***** Data records *****
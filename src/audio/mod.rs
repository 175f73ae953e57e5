//! Microphone capture and speech endpoint detection.
//!
//! Audio flows one way per attempt: the capture stream produces fixed-size
//! signed 16-bit mono chunks, per-chunk features classify each chunk as
//! silence, speech, or noise, and the endpointer decides when the player has
//! started and stopped speaking.

/// Reference capture rate. The device may negotiate a different rate; the
/// endpointer config is rebuilt from the rate the stream actually opened with.
pub const DEFAULT_SAMPLE_RATE: u32 = 44_100;

/// Samples per capture chunk.
pub const DEFAULT_CHUNK_SIZE: usize = 2_048;

mod calibrate;
mod endpoint;
mod features;
mod source;
#[cfg(test)]
mod tests;

pub use calibrate::{
    calibrate_threshold, mean_abs_amplitude, threshold_from_ambient, MIN_SILENCE_THRESHOLD,
};
pub use endpoint::{capture, EndpointConfig, EndpointMetrics, EndpointResult, StopReason};
pub use features::{analyze, rms, zero_crossing_rate, ChunkFeatures};
pub use source::{AudioChunk, ChunkSource, CpalChunkSource, InputDevice};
*****
**Your task:**
Please print the lines from the start of the records up to and including the line with "actually opened with.", copying each one exactly and leaving out the rest.

**Exercise response:**
filename src/audio/mod.rs
repository 175f73ae953e57e5
//! Microphone capture and speech endpoint detection.
//!
//! Audio flows one way per attempt: the capture stream produces fixed-size
//! signed 16-bit mono chunks, per-chunk features classify each chunk as
//! silence, speech, or noise, and the endpointer decides when the player has
//! started and stopped speaking.

/// Reference capture rate. The device may negotiate a different rate; the
/// endpointer config is rebuilt from the rate the stream actually opened with.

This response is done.